• Required action:
The line containing "the same map." marks the end: restate word for word every line from the first line of the entries below through that one.

^^^^

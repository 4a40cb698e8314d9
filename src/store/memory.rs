//! Thread-safe in-memory [`TokenCache`] for tests and single-process deployments.

// self
use crate::{
	_prelude::*,
	auth::{CredentialKey, TokenRecord},
	store::{CacheError, CacheFuture, TokenCache},
};

type CacheMap = Arc<RwLock<HashMap<CredentialKey, TokenRecord>>>;

/// Cache backend that keeps records in-process. Clones share the same map.
#[derive(Clone, Debug, Default)]
pub struct MemoryTokenCache(CacheMap);
impl MemoryTokenCache {
	/// Number of cached credentials.
	pub fn len(&self) -> usize {
		self.0.read().len()
	}

	/// Returns `true` when nothing is cached.
	pub fn is_empty(&self) -> bool {
		self.0.read().is_empty()
	}
}
impl TokenCache for MemoryTokenCache {
	fn get<'a>(&'a self, key: &'a CredentialKey) -> CacheFuture<'a, Option<TokenRecord>> {
		let map = self.0.clone();

		Box::pin(async move { map.read().get(key).cloned() })
	}

	fn put(&self, record: TokenRecord) -> CacheFuture<'_, Result<(), CacheError>> {
		let map = self.0.clone();

		Box::pin(async move {
			map.write().insert(record.key(), record);

			Ok(())
		})
	}

	fn remove<'a>(&'a self, key: &'a CredentialKey) -> CacheFuture<'a, Result<(), CacheError>> {
		let map = self.0.clone();

		Box::pin(async move {
			map.write().remove(key);

			Ok(())
		})
	}
}
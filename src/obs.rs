//! Observability helpers for coordinator flows.
//!
//! Every flow runs inside an `oauth2_refresh_coordinator.flow` span carrying `flow` and
//! `stage` fields. Enable the `metrics` feature to increment the
//! `oauth2_refresh_coordinator_flow_total` counter for every attempt/success/failure, labeled by
//! `flow` + `outcome`.

mod metrics;
mod tracing;

pub use self::{metrics::*, tracing::*};

// self
use crate::_prelude::*;

/// Flow kinds observed by the coordinator.
#[derive(Clone, Copy, Debug, PartialEq, Eq, Hash)]
pub enum FlowKind {
	/// Coordinated `get_token` call.
	Refresh,
	/// Retry-with-refresh wrapper around a downstream call.
	Retry,
}
impl FlowKind {
	/// Returns a stable label suitable for span or metric fields.
	pub const fn as_str(self) -> &'static str {
		match self {
			FlowKind::Refresh => "refresh",
			FlowKind::Retry => "retry_with_refresh",
		}
	}
}
impl Display for FlowKind {
	fn fmt(&self, f: &mut Formatter) -> FmtResult {
		f.write_str(self.as_str())
	}
}

/// Outcome labels recorded for each attempt.
#[derive(Clone, Copy, Debug, PartialEq, Eq, Hash)]
pub enum FlowOutcome {
	/// Entry to a coordinator helper.
	Attempt,
	/// Successful completion.
	Success,
	/// Failure propagated back to the caller.
	Failure,
}
impl FlowOutcome {
	/// Returns a stable label suitable for span or metric fields.
	pub const fn as_str(self) -> &'static str {
		match self {
			FlowOutcome::Attempt => "attempt",
			FlowOutcome::Success => "success",
			FlowOutcome::Failure => "failure",
		}
	}
}
impl Display for FlowOutcome {
	fn fmt(&self, f: &mut Formatter) -> FmtResult {
		f.write_str(self.as_str())
	}
}
//! Credential identifiers, identity keys, and the token record model.

pub mod id;
pub mod token;

pub use id::*;
pub use token::{key::*, record::*, secret::*};
//! Heuristic detection of downstream failures caused by an invalidated or expired credential.
//!
//! Downstream APIs rarely say "your token was just rotated by another process"; they answer
//! with a 401 or an OAuth-flavoured message. [`is_oauth_auth_error`] recognises those shapes so
//! the retry wrapper knows when a forced refresh is worth trying.

// std
use std::{borrow::Cow, io};
// self
use crate::_prelude::*;

const AUTH_STATUS: u16 = 401;
const AUTH_MARKERS: [&str; 6] = [
	"invalid_token",
	"token expired",
	"token invalid",
	"authentication failed",
	"oauth",
	"unauthorized",
];

/// Exposes the signals the classifier inspects: an optional HTTP status and a message.
pub trait AuthErrorSignal {
	/// HTTP status attached to the failure, if any.
	fn status_code(&self) -> Option<u16> {
		None
	}

	/// Message text searched for OAuth failure markers.
	fn message(&self) -> Cow<'_, str>;
}
impl<T> AuthErrorSignal for &T
where
	T: ?Sized + AuthErrorSignal,
{
	fn status_code(&self) -> Option<u16> {
		(**self).status_code()
	}

	fn message(&self) -> Cow<'_, str> {
		(**self).message()
	}
}
impl AuthErrorSignal for str {
	fn message(&self) -> Cow<'_, str> {
		Cow::Borrowed(self)
	}
}
impl AuthErrorSignal for String {
	fn message(&self) -> Cow<'_, str> {
		Cow::Borrowed(self)
	}
}
impl AuthErrorSignal for io::Error {
	fn message(&self) -> Cow<'_, str> {
		Cow::Owned(chain_message(self))
	}
}
impl AuthErrorSignal for Box<dyn StdError + Send + Sync> {
	fn message(&self) -> Cow<'_, str> {
		Cow::Owned(chain_message(self.as_ref()))
	}
}
impl AuthErrorSignal for Error {
	fn message(&self) -> Cow<'_, str> {
		Cow::Owned(chain_message(self))
	}
}
#[cfg(feature = "reqwest")]
impl AuthErrorSignal for reqwest::Error {
	fn status_code(&self) -> Option<u16> {
		self.status().map(|status| status.as_u16())
	}

	fn message(&self) -> Cow<'_, str> {
		Cow::Owned(chain_message(self))
	}
}

/// Plain downstream failure carrying an optional HTTP status.
///
/// Handy for callers whose API client reports status codes out of band.
#[derive(Clone, Debug, PartialEq, Eq, ThisError)]
#[error("{message}")]
pub struct ApiError {
	/// HTTP status code, when known.
	pub status: Option<u16>,
	/// Human-readable failure message.
	pub message: String,
}
impl ApiError {
	/// Creates an error with an HTTP status.
	pub fn new(status: u16, message: impl Into<String>) -> Self {
		Self { status: Some(status), message: message.into() }
	}

	/// Creates an error that only carries a message.
	pub fn from_message(message: impl Into<String>) -> Self {
		Self { status: None, message: message.into() }
	}
}
impl AuthErrorSignal for ApiError {
	fn status_code(&self) -> Option<u16> {
		self.status
	}

	fn message(&self) -> Cow<'_, str> {
		Cow::Borrowed(&self.message)
	}
}

/// Returns `true` when `error` looks like an invalidated or expired OAuth credential.
///
/// Matches a 401 status or, case-insensitively, any of `invalid_token`, `token expired`,
/// `token invalid`, `authentication failed`, `oauth`, `unauthorized` in the message.
pub fn is_oauth_auth_error<E>(error: &E) -> bool
where
	E: ?Sized + AuthErrorSignal,
{
	if error.status_code() == Some(AUTH_STATUS) {
		return true;
	}

	let message = error.message().to_lowercase();

	AUTH_MARKERS.iter().any(|marker| message.contains(marker))
}

fn chain_message(error: &(dyn StdError + 'static)) -> String {
	let mut message = error.to_string();
	let mut source = error.source();

	while let Some(inner) = source {
		message.push_str(": ");
		message.push_str(&inner.to_string());

		source = inner.source();
	}

	message
}
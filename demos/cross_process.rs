//! Simulates several processes sharing one expired credential through a common state directory
//! and shows that only one of them reaches the token endpoint.

// std
use std::{
	env, fs,
	sync::{
		Arc,
		atomic::{AtomicUsize, Ordering},
	},
	time::Duration as StdDuration,
};
// crates.io
use color_eyre::Result;
use time::{Duration, OffsetDateTime};
// self
use oauth2_refresh_coordinator::{
	auth::{ProviderId, TokenRecord, TokenSecret},
	classify::ApiError,
	config::CoordinatorConfig,
	flows::{Coordinator, GetTokenOptions},
};

const WORKERS: usize = 4;

#[tokio::main]
async fn main() -> Result<()> {
	color_eyre::install()?;

	let state_dir = env::temp_dir().join(format!("oauth2_refresh_demo_{}", std::process::id()));
	let config = CoordinatorConfig::new(&state_dir)
		.with_contention_interval(Duration::milliseconds(50))
		.with_max_wait(Duration::seconds(10));
	let expired = TokenRecord::builder(ProviderId::new("demo-provider")?)
		.access_token("demo-access-0")
		.refresh_token("demo-refresh-0")
		.expires_at(OffsetDateTime::now_utc() - Duration::minutes(1))
		.build()?;
	let endpoint_calls = Arc::new(AtomicUsize::new(0));
	let mut workers = Vec::with_capacity(WORKERS);

	for worker in 0..WORKERS {
		// Each coordinator owns its own lock handle and in-process guards, like a separate process.
		let coordinator = Coordinator::from_config(config.clone())?;
		let token = expired.clone();
		let endpoint_calls = endpoint_calls.clone();

		workers.push(tokio::spawn(async move {
			let result = coordinator
				.get_token(
					&token,
					|current| async move {
						let n = endpoint_calls.fetch_add(1, Ordering::SeqCst) + 1;

						tokio::time::sleep(StdDuration::from_millis(200)).await;

						let mut next = current;

						next.access = TokenSecret::new(format!("demo-access-{n}"));
						next.expires = Some(OffsetDateTime::now_utc() + Duration::hours(1));

						Ok::<_, ApiError>(next)
					},
					GetTokenOptions::new(),
				)
				.await?;

			println!(
				"worker {worker}: refreshed={} reason={}",
				result.refreshed,
				result.reason.map(|reason| reason.as_str()).unwrap_or("none"),
			);

			Ok::<_, oauth2_refresh_coordinator::error::Error>(())
		}));
	}

	for worker in workers {
		worker.await??;
	}

	println!("token endpoint calls: {}", endpoint_calls.load(Ordering::SeqCst));

	fs::remove_dir_all(&state_dir)?;

	Ok(())
}
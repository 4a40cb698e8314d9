// std
use std::{
	fs,
	sync::{Barrier, atomic::{AtomicUsize, Ordering}},
	thread,
};
// crates.io
use tokio::runtime::Runtime;
// self
use oauth2_refresh_coordinator::{
	_preludet::*,
	auth::{CredentialKey, ProviderId},
	clock,
	lock::{FileLock, LockRecord, RefreshLock},
};

fn key(provider: &str) -> CredentialKey {
	CredentialKey::new(&ProviderId::new(provider).expect("Provider should be valid."), None)
}

#[test]
fn concurrent_contenders_get_exactly_one_lock() {
	const CONTENDERS: usize = 8;

	let dir = test_state_dir("lock_race");
	let key = key("anthropic");
	let barrier = Barrier::new(CONTENDERS);
	let winners = AtomicUsize::new(0);

	thread::scope(|scope| {
		for _ in 0..CONTENDERS {
			scope.spawn(|| {
				let rt = Runtime::new().expect("Failed to build Tokio runtime for lock race.");
				let lock = FileLock::new(&dir, Duration::seconds(60));

				barrier.wait();

				if rt.block_on(lock.try_acquire(&key)).expect("Acquire should not error.") {
					winners.fetch_add(1, Ordering::SeqCst);
				}
			});
		}
	});

	assert_eq!(winners.load(Ordering::SeqCst), 1);

	fs::remove_dir_all(&dir).expect("Failed to remove temporary lock directory.");
}

#[test]
fn locks_for_different_credentials_are_independent() {
	let dir = test_state_dir("lock_independent");
	let rt = Runtime::new().expect("Failed to build Tokio runtime for lock test.");
	let lock = FileLock::new(&dir, Duration::seconds(60));

	assert!(rt.block_on(lock.try_acquire(&key("anthropic"))).expect("Acquire should not error."));
	assert!(rt.block_on(lock.try_acquire(&key("openai"))).expect("Acquire should not error."));

	fs::remove_dir_all(&dir).expect("Failed to remove temporary lock directory.");
}

#[test]
fn lock_older_than_threshold_is_reclaimed_by_new_contender() {
	let dir = test_state_dir("lock_stale");
	let rt = Runtime::new().expect("Failed to build Tokio runtime for lock test.");
	let crashed = FileLock::new(&dir, Duration::seconds(60));
	let contender = FileLock::new(&dir, Duration::seconds(60));
	let key = key("anthropic");

	assert!(rt.block_on(crashed.try_acquire(&key)).expect("Acquire should not error."));
	assert!(!rt.block_on(contender.try_acquire(&key)).expect("Acquire should not error."));

	let aged = LockRecord {
		pid: 999_999,
		timestamp: clock::now_millis() - Duration::seconds(61),
		owner: Some(crashed.owner().to_owned()),
	};

	fs::write(
		crashed.path_for(&key),
		serde_json::to_vec(&aged).expect("Lock fixture should serialize."),
	)
	.expect("Failed to age lock record.");

	assert!(rt.block_on(contender.try_acquire(&key)).expect("Acquire should not error."));

	// The crashed holder finally releasing must not drop its successor's lock.
	rt.block_on(crashed.release(&key)).expect("Release should not error.");

	let record = contender.inspect(&key).expect("Successor lock should remain in place.");

	assert_eq!(record.owner.as_deref(), Some(contender.owner()));
	assert!(!record.is_stale_at(OffsetDateTime::now_utc(), Duration::seconds(60)));

	fs::remove_dir_all(&dir).expect("Failed to remove temporary lock directory.");
}

#[cfg(unix)]
#[test]
fn lock_files_are_owner_only() {
	// std
	use std::os::unix::fs::PermissionsExt;

	let dir = test_state_dir("lock_mode");
	let rt = Runtime::new().expect("Failed to build Tokio runtime for lock test.");
	let lock = FileLock::new(&dir, Duration::seconds(60));
	let key = key("anthropic");

	assert!(rt.block_on(lock.try_acquire(&key)).expect("Acquire should not error."));

	let file_mode = fs::metadata(lock.path_for(&key))
		.expect("Lock file should exist.")
		.permissions()
		.mode();
	let dir_mode = fs::metadata(&dir).expect("Lock dir should exist.").permissions().mode();

	assert_eq!(file_mode & 0o777, 0o600);
	assert_eq!(dir_mode & 0o777, 0o700);

	fs::remove_dir_all(&dir).expect("Failed to remove temporary lock directory.");
}
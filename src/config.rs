//! Coordinator configuration: state directories and timing knobs.

// std
use std::{env, path::PathBuf};
// self
use crate::{_prelude::*, error::ConfigError};

/// Paths and timings shared by every coordinator instance in a process.
///
/// All processes that should coordinate on a credential must point at the same lock and cache
/// directories. Durations default to the values the refresh algorithm was tuned for; tests
/// usually shrink `contention_interval`.
#[derive(Clone, Debug, PartialEq, Eq)]
pub struct CoordinatorConfig {
	/// Directory holding `<key>.lock` files.
	pub lock_dir: PathBuf,
	/// Directory holding `<key>.json` cached token records.
	pub cache_dir: PathBuf,
	/// Age after which a lock record is considered abandoned.
	pub stale_after: Duration,
	/// Sleep between attempts while another holder owns the lock.
	pub contention_interval: Duration,
	/// Total time a caller may spend waiting on a contended lock.
	pub max_wait: Duration,
	/// Default early-refresh window applied when a call does not override it.
	pub expiry_buffer: Duration,
}
impl CoordinatorConfig {
	/// Environment variable read by [`CoordinatorConfig::from_env`].
	pub const STATE_DIR_ENV: &'static str = "OAUTH2_REFRESH_STATE_DIR";
	/// Default stale-lock threshold.
	pub const DEFAULT_STALE_AFTER: Duration = Duration::seconds(60);
	/// Default sleep between contention attempts.
	pub const DEFAULT_CONTENTION_INTERVAL: Duration = Duration::seconds(1);
	/// Default contention budget.
	pub const DEFAULT_MAX_WAIT: Duration = Duration::seconds(30);
	/// Default early-refresh window.
	pub const DEFAULT_EXPIRY_BUFFER: Duration = Duration::minutes(5);

	/// Creates a config rooted at `state_dir` (`locks/` and `tokens/` beneath it).
	pub fn new(state_dir: impl Into<PathBuf>) -> Self {
		let state_dir = state_dir.into();

		Self {
			lock_dir: state_dir.join("locks"),
			cache_dir: state_dir.join("tokens"),
			stale_after: Self::DEFAULT_STALE_AFTER,
			contention_interval: Self::DEFAULT_CONTENTION_INTERVAL,
			max_wait: Self::DEFAULT_MAX_WAIT,
			expiry_buffer: Self::DEFAULT_EXPIRY_BUFFER,
		}
	}

	/// Builds a config from [`Self::STATE_DIR_ENV`].
	pub fn from_env() -> Result<Self, ConfigError> {
		match env::var_os(Self::STATE_DIR_ENV) {
			Some(dir) if !dir.is_empty() => Ok(Self::new(dir)),
			_ => Err(ConfigError::MissingStateDir { var: Self::STATE_DIR_ENV }),
		}
	}

	/// Overrides the lock directory.
	pub fn with_lock_dir(mut self, dir: impl Into<PathBuf>) -> Self {
		self.lock_dir = dir.into();

		self
	}

	/// Overrides the token cache directory.
	pub fn with_cache_dir(mut self, dir: impl Into<PathBuf>) -> Self {
		self.cache_dir = dir.into();

		self
	}

	/// Overrides the stale-lock threshold (defaults to 60 seconds).
	pub fn with_stale_after(mut self, stale_after: Duration) -> Self {
		self.stale_after = stale_after;

		self
	}

	/// Overrides the contention sleep (defaults to 1 second).
	pub fn with_contention_interval(mut self, interval: Duration) -> Self {
		self.contention_interval = interval;

		self
	}

	/// Overrides the contention budget (defaults to 30 seconds).
	pub fn with_max_wait(mut self, max_wait: Duration) -> Self {
		self.max_wait = max_wait;

		self
	}

	/// Overrides the default early-refresh window (defaults to 5 minutes).
	pub fn with_expiry_buffer(mut self, buffer: Duration) -> Self {
		self.expiry_buffer = if buffer.is_negative() { Duration::ZERO } else { buffer };

		self
	}

	/// Checks paths and durations before any backend is built.
	pub fn validate(&self) -> Result<(), ConfigError> {
		if self.lock_dir.as_os_str().is_empty() {
			return Err(ConfigError::EmptyPath { field: "lock_dir" });
		}
		if self.cache_dir.as_os_str().is_empty() {
			return Err(ConfigError::EmptyPath { field: "cache_dir" });
		}

		for (field, value) in [
			("stale_after", self.stale_after),
			("contention_interval", self.contention_interval),
			("max_wait", self.max_wait),
		] {
			if !value.is_positive() {
				return Err(ConfigError::NonPositiveDuration { field });
			}
		}

		Ok(())
	}
}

^^^^

• Problem solution:
repository 4a40cb698e8314d9
filename src/store/memory.rs
//! Thread-safe in-memory [`TokenCache`] for tests and single-process deployments.

// self
use crate::{
	_prelude::*,
	auth::{CredentialKey, TokenRecord},
	store::{CacheError, CacheFuture, TokenCache},
};

type CacheMap = Arc<RwLock<HashMap<CredentialKey, TokenRecord>>>;

/// Cache backend that keeps records in-process. Clones share the same map.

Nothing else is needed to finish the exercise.